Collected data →
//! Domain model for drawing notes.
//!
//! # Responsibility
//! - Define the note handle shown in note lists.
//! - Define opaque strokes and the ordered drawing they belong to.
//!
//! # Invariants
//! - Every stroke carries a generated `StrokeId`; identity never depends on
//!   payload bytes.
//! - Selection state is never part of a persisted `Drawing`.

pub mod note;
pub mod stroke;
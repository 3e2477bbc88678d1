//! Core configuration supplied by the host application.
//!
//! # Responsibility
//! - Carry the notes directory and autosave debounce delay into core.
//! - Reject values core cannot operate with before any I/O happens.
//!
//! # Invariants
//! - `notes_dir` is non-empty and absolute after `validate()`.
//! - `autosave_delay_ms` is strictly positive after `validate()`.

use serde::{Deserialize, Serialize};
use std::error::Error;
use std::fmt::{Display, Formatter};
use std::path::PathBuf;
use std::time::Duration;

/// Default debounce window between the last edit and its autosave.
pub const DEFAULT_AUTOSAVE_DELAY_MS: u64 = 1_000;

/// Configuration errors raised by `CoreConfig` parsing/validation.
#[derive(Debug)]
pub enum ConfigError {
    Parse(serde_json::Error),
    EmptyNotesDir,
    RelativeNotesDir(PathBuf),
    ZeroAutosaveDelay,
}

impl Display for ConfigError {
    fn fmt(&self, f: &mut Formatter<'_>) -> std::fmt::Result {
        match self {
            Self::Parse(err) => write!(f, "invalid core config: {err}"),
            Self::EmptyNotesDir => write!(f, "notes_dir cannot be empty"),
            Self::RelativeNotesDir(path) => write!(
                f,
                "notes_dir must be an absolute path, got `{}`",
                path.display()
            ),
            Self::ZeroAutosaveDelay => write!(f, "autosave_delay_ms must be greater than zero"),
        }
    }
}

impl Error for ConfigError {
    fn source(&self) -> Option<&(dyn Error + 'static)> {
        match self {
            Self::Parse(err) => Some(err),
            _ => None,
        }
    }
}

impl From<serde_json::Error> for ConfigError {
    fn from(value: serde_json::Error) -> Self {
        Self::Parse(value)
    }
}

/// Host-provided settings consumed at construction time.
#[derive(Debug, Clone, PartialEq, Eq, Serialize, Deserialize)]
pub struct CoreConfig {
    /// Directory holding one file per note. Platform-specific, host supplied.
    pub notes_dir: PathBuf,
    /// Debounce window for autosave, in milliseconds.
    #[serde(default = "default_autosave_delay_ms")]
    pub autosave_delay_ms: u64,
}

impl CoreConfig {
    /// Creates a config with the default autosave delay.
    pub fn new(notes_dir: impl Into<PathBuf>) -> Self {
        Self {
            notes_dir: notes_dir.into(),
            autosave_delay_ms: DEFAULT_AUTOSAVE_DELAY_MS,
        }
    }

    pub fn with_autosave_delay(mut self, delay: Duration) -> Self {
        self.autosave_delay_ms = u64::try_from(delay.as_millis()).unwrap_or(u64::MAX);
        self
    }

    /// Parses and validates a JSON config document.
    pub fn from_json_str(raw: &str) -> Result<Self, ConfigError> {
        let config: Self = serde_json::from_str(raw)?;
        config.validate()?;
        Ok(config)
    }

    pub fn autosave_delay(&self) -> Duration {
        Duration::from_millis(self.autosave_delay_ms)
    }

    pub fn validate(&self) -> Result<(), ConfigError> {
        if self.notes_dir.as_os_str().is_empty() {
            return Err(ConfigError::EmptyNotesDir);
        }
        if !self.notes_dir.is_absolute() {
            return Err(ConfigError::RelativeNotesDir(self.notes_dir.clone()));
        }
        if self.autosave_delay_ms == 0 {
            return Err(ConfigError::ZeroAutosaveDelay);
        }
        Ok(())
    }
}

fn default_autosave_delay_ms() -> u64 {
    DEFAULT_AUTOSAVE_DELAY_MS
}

REQUIREMENT →
The response should contain only a verbatim copy of the lines from the line with "Platform-specific, host supplied." to the final line of the records.

EXERCISE SOLUTION →
    /// Directory holding one file per note. Platform-specific, host supplied.
    pub notes_dir: PathBuf,
    /// Debounce window for autosave, in milliseconds.
    #[serde(default = "default_autosave_delay_ms")]
    pub autosave_delay_ms: u64,
}

impl CoreConfig {
    /// Creates a config with the default autosave delay.
    pub fn new(notes_dir: impl Into<PathBuf>) -> Self {
        Self {
            notes_dir: notes_dir.into(),
            autosave_delay_ms: DEFAULT_AUTOSAVE_DELAY_MS,
        }
    }

    pub fn with_autosave_delay(mut self, delay: Duration) -> Self {
        self.autosave_delay_ms = u64::try_from(delay.as_millis()).unwrap_or(u64::MAX);
        self
    }

    /// Parses and validates a JSON config document.
    pub fn from_json_str(raw: &str) -> Result<Self, ConfigError> {
        let config: Self = serde_json::from_str(raw)?;
        config.validate()?;
        Ok(config)
    }

    pub fn autosave_delay(&self) -> Duration {
        Duration::from_millis(self.autosave_delay_ms)
    }

    pub fn validate(&self) -> Result<(), ConfigError> {
        if self.notes_dir.as_os_str().is_empty() {
            return Err(ConfigError::EmptyNotesDir);
        }
        if !self.notes_dir.is_absolute() {
            return Err(ConfigError::RelativeNotesDir(self.notes_dir.clone()));
        }
        if self.autosave_delay_ms == 0 {
            return Err(ConfigError::ZeroAutosaveDelay);
        }
        Ok(())
    }
}

fn default_autosave_delay_ms() -> u64 {
    DEFAULT_AUTOSAVE_DELAY_MS
}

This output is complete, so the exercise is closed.